NYC Literary Haunts That Aren’t the Algonquin or White Horse Tavern

As followers in the footsteps of New York City’s long list of boozy writers, we’ve been resting on our Algonquin and White Horse laurels for way too long. Those two bars barely scratch the surface of their particular genre, and yet they’ve assumed preeminence whenever someone asks for a recommendation of a classic literary watering hole. Here are eight others you could point to instead…

The Odeon

In the early 1980s, this was the only place in Tribeca and the place to spot well-known artists, actors, and writers. The Odeon played no small part in making downtown Manhattan “happen,” and althought the area around it has changed a lot, the restaurant itself looks just like it did 30 years ago. 145 W Broadway (Manhattan).
Literary Patrons: Jay McInerney, Tom Wolfe

 

Brooklyn Inn

One of the more charming bars in all of New York City, the Brooklyn Inn has been hanging around the corner of Bergen and Hoyt for over 20 years, although it feels a lot older.

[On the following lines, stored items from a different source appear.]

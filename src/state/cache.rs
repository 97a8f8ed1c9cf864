//! Time-bounded cache of per-set constraint graphs.
//!
//! Loading a constraint table reads every set at once, so a miss for one set
//! refreshes all sets present in the loaded snapshot.

use std::collections::HashMap;
use std::time::{Duration, Instant};

use tracing::trace;

use crate::error::Result;
use crate::model::{ConstraintGraph, ConstraintState, SetId};

#[derive(Debug, Clone)]
pub struct ConstraintCache {
    ttl: Duration,
    entries: HashMap<SetId, (ConstraintGraph, Instant)>,
}

impl ConstraintCache {
    pub fn new(ttl: Duration) -> Self {
        Self {
            ttl,
            entries: HashMap::new(),
        }
    }

    pub fn ttl(&self) -> Duration {
        self.ttl
    }

    /// Fresh graph for `set`, or `None` when missing or expired.
    pub fn get(&self, set: &str) -> Option<&ConstraintGraph> {
        self.entries
            .get(set)
            .filter(|(_, loaded_at)| loaded_at.elapsed() < self.ttl)
            .map(|(graph, _)| graph)
    }

    /// Graph for `set`, calling `load` for a full snapshot on a miss.
    ///
    /// A set absent from the snapshot yields an empty graph.
    pub fn get_or_load(
        &mut self,
        set: &str,
        load: impl FnOnce() -> Result<ConstraintState>,
    ) -> Result<ConstraintGraph> {
        if let Some(graph) = self.get(set) {
            trace!(set, "constraint cache hit");
            return Ok(graph.clone());
        }

        trace!(set, "constraint cache miss");
        let state = load()?;
        self.put(&state);
        let graph = state.get(set).cloned().unwrap_or_default();
        if !state.contains_key(set) {
            // A set with no stored pairs is cached as empty too.
            self.entries
                .insert(set.to_string(), (graph.clone(), Instant::now()));
        }
        Ok(graph)
    }

    /// Replace the cached graphs with `state`.
    pub fn put(&mut self, state: &ConstraintState) {
        let now = Instant::now();
        self.entries = state
            .iter()
            .map(|(set, graph)| (set.clone(), (graph.clone(), now)))
            .collect();
    }

    pub fn invalidate(&mut self) {
        self.entries.clear();
    }
}
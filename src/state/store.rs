//! Persistence contract and its JSON file implementation.
//!
//! A project directory holds one JSON document per table:
//!
//! ```text
//! project_dir/
//!   rarity_config.json        # layer → trait → set weights
//!   forced_combinations.json  # set → forced pair graph
//!   incompatibilities.json    # set → incompatible pair graph
//!   sets.json                 # set catalog
//!   backups/                  # rotated copies of rarity_config.json
//! ```
//!
//! Every document is wrapped in an envelope carrying the schema version and
//! the save time. A missing file loads as an empty table.

use std::fs;
use std::path::{Path, PathBuf};

use chrono::{DateTime, Utc};
use serde::de::DeserializeOwned;
use serde::{Deserialize, Serialize};
use walkdir::WalkDir;

use super::backup::BackupRotation;
use crate::error::{RarityError, Result};
use crate::model::{ConstraintState, RarityConfig, SetCatalog};

/// Current schema version for stored documents.
pub const CURRENT_SCHEMA_VERSION: &str = "1.0.0";

pub const RARITY_FILE: &str = "rarity_config.json";
pub const FORCED_FILE: &str = "forced_combinations.json";
pub const INCOMPATIBLE_FILE: &str = "incompatibilities.json";
pub const SETS_FILE: &str = "sets.json";
pub const BACKUPS_DIR: &str = "backups";

/// File extensions recognised as trait images.
pub const TRAIT_EXTENSIONS: &[&str] = &["png", "jpg", "jpeg", "gif", "webp", "svg"];

/// Storage collaborator consumed by the engine.
///
/// Loads must validate what they return; a document that fails validation is
/// an error, never a partially applied state.
pub trait RarityStore {
    fn load_rarity_config(&self) -> Result<RarityConfig>;
    fn save_rarity_config(&self, config: &RarityConfig) -> Result<()>;

    fn load_forced_combination_state(&self) -> Result<ConstraintState>;
    fn save_forced_combination_state(&self, state: &ConstraintState) -> Result<()>;

    fn load_incompatibility_state(&self) -> Result<ConstraintState>;
    fn save_incompatibility_state(&self, state: &ConstraintState) -> Result<()>;

    fn load_sets(&self) -> Result<SetCatalog>;
    fn save_sets(&self, sets: &SetCatalog) -> Result<()>;

    /// Trait image file names of one layer folder.
    fn read_traits(&self, folder: &Path, layer: &str) -> Result<Vec<String>> {
        read_trait_files(folder, layer)
    }
}

/// Envelope around every stored table.
#[derive(Debug, Serialize, Deserialize)]
struct StoredDocument<T> {
    schema_version: String,
    saved_at: DateTime<Utc>,
    data: T,
}

/// Image files directly inside `folder/layer`, sorted by name.
pub fn read_trait_files(folder: &Path, layer: &str) -> Result<Vec<String>> {
    let layer_dir = folder.join(layer);
    if !layer_dir.is_dir() {
        return Err(RarityError::TraitsFolderNotFound { path: layer_dir });
    }

    Ok(WalkDir::new(&layer_dir)
        .min_depth(1)
        .max_depth(1)
        .sort_by_file_name()
        .into_iter()
        .filter_map(|entry| entry.ok())
        .filter(|entry| entry.file_type().is_file())
        .filter(|entry| {
            entry
                .path()
                .extension()
                .map(|ext| ext.to_string_lossy().to_ascii_lowercase())
                .is_some_and(|ext| TRAIT_EXTENSIONS.contains(&ext.as_str()))
        })
        .map(|entry| entry.file_name().to_string_lossy().to_string())
        .collect())
}

/// Layer folders directly inside `folder`, sorted by name.
pub fn discover_layers(folder: &Path) -> Result<Vec<String>> {
    if !folder.is_dir() {
        return Err(RarityError::TraitsFolderNotFound {
            path: folder.to_path_buf(),
        });
    }

    Ok(WalkDir::new(folder)
        .min_depth(1)
        .max_depth(1)
        .sort_by_file_name()
        .into_iter()
        .filter_map(|entry| entry.ok())
        .filter(|entry| entry.file_type().is_dir())
        .map(|entry| entry.file_name().to_string_lossy().to_string())
        .filter(|name| !name.starts_with('.'))
        .collect())
}

/// Trait name of an image file: its stem.
pub fn trait_name_from_file(file_name: &str) -> String {
    Path::new(file_name)
        .file_stem()
        .map(|stem| stem.to_string_lossy().to_string())
        .unwrap_or_else(|| file_name.to_string())
}

/// JSON documents in a project directory.
#[derive(Debug, Clone)]
pub struct JsonFileStore {
    project_dir: PathBuf,
    backups: BackupRotation,
}

impl JsonFileStore {
    pub fn new(project_dir: impl Into<PathBuf>, max_backups: usize) -> Self {
        let project_dir = project_dir.into();
        let backups = BackupRotation::new(project_dir.join(BACKUPS_DIR), max_backups);
        Self {
            project_dir,
            backups,
        }
    }

    pub fn project_dir(&self) -> &Path {
        &self.project_dir
    }

    pub fn backups(&self) -> &BackupRotation {
        &self.backups
    }

    fn path(&self, file: &str) -> PathBuf {
        self.project_dir.join(file)
    }

    fn read_document<T: DeserializeOwned>(&self, file: &str) -> Result<Option<T>> {
        let path = self.path(file);
        if !path.exists() {
            return Ok(None);
        }

        let content = fs::read_to_string(&path).map_err(|e| RarityError::FileReadError {
            path: path.clone(),
            source: e,
        })?;
        let document: StoredDocument<T> =
            serde_json::from_str(&content).map_err(|e| RarityError::SchemaValidation {
                reason: format!("{}: {}", path.display(), e),
            })?;

        if document.schema_version != CURRENT_SCHEMA_VERSION {
            return Err(RarityError::InvalidSchemaVersion {
                version: document.schema_version,
            });
        }
        Ok(Some(document.data))
    }

    fn write_document<T: Serialize>(&self, file: &str, data: &T) -> Result<()> {
        if !self.project_dir.exists() {
            fs::create_dir_all(&self.project_dir).map_err(|e| RarityError::DirectoryCreateError {
                path: self.project_dir.clone(),
                source: e,
            })?;
        }

        let document = StoredDocument {
            schema_version: CURRENT_SCHEMA_VERSION.to_string(),
            saved_at: Utc::now(),
            data,
        };
        let content = serde_json::to_string_pretty(&document)?;

        // Write beside the target and rename, so readers never see half a file.
        let path = self.path(file);
        let tmp_path = path.with_extension("json.tmp");
        fs::write(&tmp_path, content).map_err(|e| RarityError::FileWriteError {
            path: tmp_path.clone(),
            source: e,
        })?;
        fs::rename(&tmp_path, &path).map_err(|e| RarityError::FileWriteError {
            path: path.clone(),
            source: e,
        })?;
        Ok(())
    }

    fn load_constraints(&self, file: &str) -> Result<ConstraintState> {
        let state: ConstraintState = self.read_document(file)?.unwrap_or_default();
        let mut mirrored = ConstraintState::new();
        for (set, graph) in state {
            graph.validate()?;
            mirrored.insert(set, graph.mirrored());
        }
        Ok(mirrored)
    }
}

impl RarityStore for JsonFileStore {
    fn load_rarity_config(&self) -> Result<RarityConfig> {
        let config: RarityConfig = self.read_document(RARITY_FILE)?.unwrap_or_default();
        config.validate()?;
        Ok(config)
    }

    fn save_rarity_config(&self, config: &RarityConfig) -> Result<()> {
        self.backups.backup(&self.path(RARITY_FILE))?;
        self.write_document(RARITY_FILE, config)
    }

    fn load_forced_combination_state(&self) -> Result<ConstraintState> {
        self.load_constraints(FORCED_FILE)
    }

    fn save_forced_combination_state(&self, state: &ConstraintState) -> Result<()> {
        self.write_document(FORCED_FILE, state)
    }

    fn load_incompatibility_state(&self) -> Result<ConstraintState> {
        self.load_constraints(INCOMPATIBLE_FILE)
    }

    fn save_incompatibility_state(&self, state: &ConstraintState) -> Result<()> {
        self.write_document(INCOMPATIBLE_FILE, state)
    }

    fn load_sets(&self) -> Result<SetCatalog> {
        Ok(self.read_document(SETS_FILE)?.unwrap_or_default())
    }

    fn save_sets(&self, sets: &SetCatalog) -> Result<()> {
        self.write_document(SETS_FILE, sets)
    }
}
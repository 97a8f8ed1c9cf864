//! Rarity Module
//!
//! Pure transforms over a [`RarityConfig`](crate::model::RarityConfig). Every
//! function takes the set it works on explicitly and touches only that set's
//! records.

pub mod forced;
pub mod global;
pub mod incompatible;
pub mod normalize;
pub mod operations;

pub use forced::{resolve_forced_combinations, ForcedClamp, ForcedResolution};
pub use global::{global_rarity, GlobalTraitRarity};
pub use incompatible::{cleanup, is_valid, CleanupReport};
pub use normalize::{
    adjust_single_value, apply_remainder_to_last, equalize_within_layer, is_normalized, round2,
    scale_to_target, DEFAULT_TOLERANCE, TOTAL,
};
pub use operations::{
    apply_to_layers, equalize, randomize, reset, skip_toggle, LayerScope, OperationOutcome,
    SkipToggleOutcome,
};
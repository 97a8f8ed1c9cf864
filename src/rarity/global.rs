//! Read-only cross-set rarity rollup.

use serde::Serialize;

use super::normalize::round2;
use crate::error::Result;
use crate::model::{RarityConfig, SetCatalog};

/// A trait's rarity across every set its layer is active in.
#[derive(Debug, Clone, PartialEq, Serialize)]
#[serde(rename_all = "camelCase")]
pub struct GlobalTraitRarity {
    pub trait_name: String,
    pub rarity: f64,
}

/// Aggregate a layer's trait values over the sets it is active in.
///
/// Each set is weighted by its planned output count; when every participating
/// set plans zero outputs the sets are weighted equally. Disabled traits count
/// as 0. Sets in which the layer is inactive are left out. Traits are returned
/// in enumeration order.
pub fn global_rarity(config: &RarityConfig, sets: &SetCatalog, layer_name: &str) -> Result<Vec<GlobalTraitRarity>> {
    let layer = config.require_layer(layer_name)?;

    let participating: Vec<(&str, f64)> = sets
        .iter()
        .filter(|(id, _)| layer.is_active(id))
        .map(|(id, info)| (id.as_str(), f64::from(info.output_count)))
        .collect();
    if participating.is_empty() {
        return Ok(Vec::new());
    }

    let total_weight: f64 = participating.iter().map(|(_, w)| w).sum();
    let weights: Vec<(&str, f64)> = if total_weight > 0.0 {
        participating
            .iter()
            .map(|(id, w)| (*id, w / total_weight))
            .collect()
    } else {
        let even = 1.0 / participating.len() as f64;
        participating.iter().map(|(id, _)| (*id, even)).collect()
    };

    Ok(layer
        .trait_names()
        .into_iter()
        .map(|name| {
            let rarity: f64 = weights
                .iter()
                .map(|(set, weight)| {
                    layer
                        .trait_config(&name, set)
                        .map(|record| record.effective_value())
                        .unwrap_or(0.0)
                        * weight
                })
                .sum();
            GlobalTraitRarity {
                trait_name: name,
                rarity: round2(rarity),
            }
        })
        .collect())
}

#[cfg(test)]
mod tests {
    use super::*;
    use crate::model::{BlendMode, LayerConfig, SetInfo, NONE_TRAIT};
    use approx::assert_abs_diff_eq;
    use pretty_assertions::assert_eq;

    fn setup(set1_count: u32, set2_count: u32) -> (RarityConfig, SetCatalog) {
        let mut layer = LayerConfig::new(BlendMode::SourceOver);
        for name in ["Red", "Blue"] {
            layer.add_trait(name);
        }
        layer.ensure_none_trait();
        layer.set_value("Red", "set1", 80.0);
        layer.set_value("Blue", "set1", 20.0);
        layer.set_value("Red", "set2", 20.0);
        layer.set_value("Blue", "set2", 80.0);

        let mut config = RarityConfig::new();
        config.insert_layer("Background", layer);

        let mut sets = SetCatalog::new();
        sets.insert("set1", SetInfo::new("Main", set1_count));
        sets.insert("set2", SetInfo::new("Rare", set2_count));
        (config, sets)
    }

    fn rarity_of(rows: &[GlobalTraitRarity], name: &str) -> f64 {
        rows.iter().find(|r| r.trait_name == name).unwrap().rarity
    }

    #[test]
    fn test_weighted_by_output_count() {
        let (config, sets) = setup(300, 100);

        let rows = global_rarity(&config, &sets, "Background").unwrap();

        let names: Vec<&str> = rows.iter().map(|r| r.trait_name.as_str()).collect();
        assert_eq!(names, vec!["Red", "Blue", NONE_TRAIT]);
        assert_abs_diff_eq!(rarity_of(&rows, "Red"), 65.0);
        assert_abs_diff_eq!(rarity_of(&rows, "Blue"), 35.0);
        assert_abs_diff_eq!(rarity_of(&rows, NONE_TRAIT), 0.0);
    }

    #[test]
    fn test_zero_counts_fall_back_to_plain_mean() {
        let (config, sets) = setup(0, 0);
        let rows = global_rarity(&config, &sets, "Background").unwrap();
        assert_abs_diff_eq!(rarity_of(&rows, "Red"), 50.0);
    }

    #[test]
    fn test_inactive_sets_are_excluded() {
        let (mut config, sets) = setup(300, 100);
        config
            .layer_mut("Background")
            .unwrap()
            .set_state_mut("set1")
            .active = false;
        let before = config.clone();

        let rows = global_rarity(&config, &sets, "Background").unwrap();

        assert_abs_diff_eq!(rarity_of(&rows, "Red"), 20.0);
        assert_eq!(config, before);
    }

    #[test]
    fn test_unknown_layer() {
        let (config, sets) = setup(1, 1);
        assert!(global_rarity(&config, &sets, "Hat").is_err());
    }
}
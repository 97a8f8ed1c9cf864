//! Set Catalog
//!
//! Describes each collection set: its display name, how many outputs it is
//! planned to produce, and the order in which its layers are stacked.

use indexmap::IndexMap;
use serde::{Deserialize, Serialize};

use super::types::{RarityConfig, SetId};
use crate::error::{RarityError, Result};

/// Metadata for one set.
#[derive(Debug, Clone, PartialEq, Eq, Serialize, Deserialize)]
#[serde(rename_all = "camelCase")]
pub struct SetInfo {
    pub name: String,

    /// Planned number of generated outputs; weights the global view.
    #[serde(default)]
    pub output_count: u32,

    /// Layer stacking order, bottom first.
    #[serde(default)]
    pub layer_order: Vec<String>,
}

impl SetInfo {
    pub fn new(name: impl Into<String>, output_count: u32) -> Self {
        Self {
            name: name.into(),
            output_count,
            layer_order: Vec::new(),
        }
    }

    /// Stacking position of `layer`.
    ///
    /// Layers absent from `layer_order` come after the listed ones, in the
    /// configuration's enumeration order.
    pub fn stacking_index(&self, layer: &str, config: &RarityConfig) -> Option<usize> {
        if let Some(idx) = self.layer_order.iter().position(|l| l == layer) {
            return Some(idx);
        }
        config
            .position(layer)
            .map(|idx| self.layer_order.len() + idx)
    }
}

/// All sets of a project, in creation order.
#[derive(Debug, Clone, Default, PartialEq, Eq, Serialize, Deserialize)]
#[serde(transparent)]
pub struct SetCatalog {
    sets: IndexMap<SetId, SetInfo>,
}

impl SetCatalog {
    pub fn new() -> Self {
        Self::default()
    }

    pub fn is_empty(&self) -> bool {
        self.sets.is_empty()
    }

    pub fn len(&self) -> usize {
        self.sets.len()
    }

    pub fn contains(&self, set: &str) -> bool {
        self.sets.contains_key(set)
    }

    pub fn get(&self, set: &str) -> Option<&SetInfo> {
        self.sets.get(set)
    }

    pub fn require(&self, set: &str) -> Result<&SetInfo> {
        self.sets.get(set).ok_or_else(|| RarityError::SetNotFound {
            set: set.to_string(),
        })
    }

    pub fn require_mut(&mut self, set: &str) -> Result<&mut SetInfo> {
        self.sets.get_mut(set).ok_or_else(|| RarityError::SetNotFound {
            set: set.to_string(),
        })
    }

    pub fn insert(&mut self, id: impl Into<SetId>, info: SetInfo) {
        self.sets.insert(id.into(), info);
    }

    pub fn remove(&mut self, set: &str) -> Option<SetInfo> {
        self.sets.shift_remove(set)
    }

    pub fn ids(&self) -> Vec<SetId> {
        self.sets.keys().cloned().collect()
    }

    pub fn iter(&self) -> impl Iterator<Item = (&SetId, &SetInfo)> {
        self.sets.iter()
    }
}

#[cfg(test)]
mod tests {
    use super::*;
    use crate::model::{BlendMode, LayerConfig};

    #[test]
    fn test_stacking_index_prefers_explicit_order() {
        let mut config = RarityConfig::new();
        for name in ["Background", "Eyes", "Hat"] {
            config.insert_layer(name, LayerConfig::new(BlendMode::SourceOver));
        }

        let mut info = SetInfo::new("Main", 100);
        info.layer_order = vec!["Eyes".to_string(), "Background".to_string()];

        assert_eq!(info.stacking_index("Eyes", &config), Some(0));
        assert_eq!(info.stacking_index("Background", &config), Some(1));
        // Unlisted layers sort after the explicit order.
        assert_eq!(info.stacking_index("Hat", &config), Some(4));
        assert_eq!(info.stacking_index("Mouth", &config), None);
    }

    #[test]
    fn test_require_unknown_set() {
        let catalog = SetCatalog::new();
        assert_eq!(catalog.require("set9").unwrap_err().error_code(), "SET_NOT_FOUND");
    }
}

Jonathan Lethem has been known to frequent it, and even set part of Motherless Brooklyn here. 148 Hoyt Street (Brooklyn)
Literary Patrons: Jonathan Lethem, Jonathan Ames

Advertisement
The Last Resort is now available

 

Splitty (formerly Rope)

In Adelle Waldman’s The Love Affairs of Nathaniel P., Nate takes a date to Rope, one of the author’s favorite bars when she was living nearby on Myrtle Avenue. Rope has since closed and been replaced with Splitty. It’s a different bar, but still a good bar. 415 Myrtle Avenue (Brooklyn)
Literary Patrons: Adelle Waldman

 

Balthazar

There was a time in the mid-aughts when this Keith McNally brasserie in Soho served as the unofficial Gawker clubhouse. Gawker’s grown a little less clubby since, but breakfast is still a prime to to spot a writer there. 80 Spring Street (Manhattan)
Literary Patrons: Every Gawker writer ever.

 

Café Loup

Café Loup (shown in the image above) is the kind of spot it’s easy to assume no longer exists in Manhattan–a solid, unassuming French bistro with a long bar and basic but strong drinks. It’s allure to writerly types is, perhaps unexpectedly, as strong as ever. 105 W 13th Street (Manhattan)
Literary Patrons: Susan Sontag, Paul Auster

 

Monkey Bar

Once, an old boss who happens to be well-connected in the Manhattan media world took me out to lunch here, where we ran into Joan Didion’s agent, whom she knew fairly well. That’s the kind of scene that owner Graydon Carter draws to this Midtown restaurant that does its damndest to insist that everything literary hasn’t decamped to points further south and east. In earlier days, Tennessee Williams lived in the hotel upstairs and became a regular by default. 60 East 54th Street (Manhattan)
Literary Patrons: Graydon Carter, Joan Didion’s agent, Tennessee Williams

Advertisement

 

Armando’s

Norman Mailer and Arthur Miller are both said to have been regulars at this Italian spot in Brooklyn Heights, which closed in 2008 after 80 or so years in business, but reopened after a light renovation in 2009. 143 Montague Street (Brooklyn)
Literary Patrons: Arthur Miller, Norman Mailer

 

Pacific Standard

Perhaps because it’s so close to the practical epicenter of Brownstone Brooklyn, the bars on the stretch of 4th Avenue near the Atlantic-Pacific subway station have become the best place in the city to run into you literary editors and writers Foremost among them, in our minds, is Pacific Standard.
Literary Patrons: The ones you haven’t heard of, yet.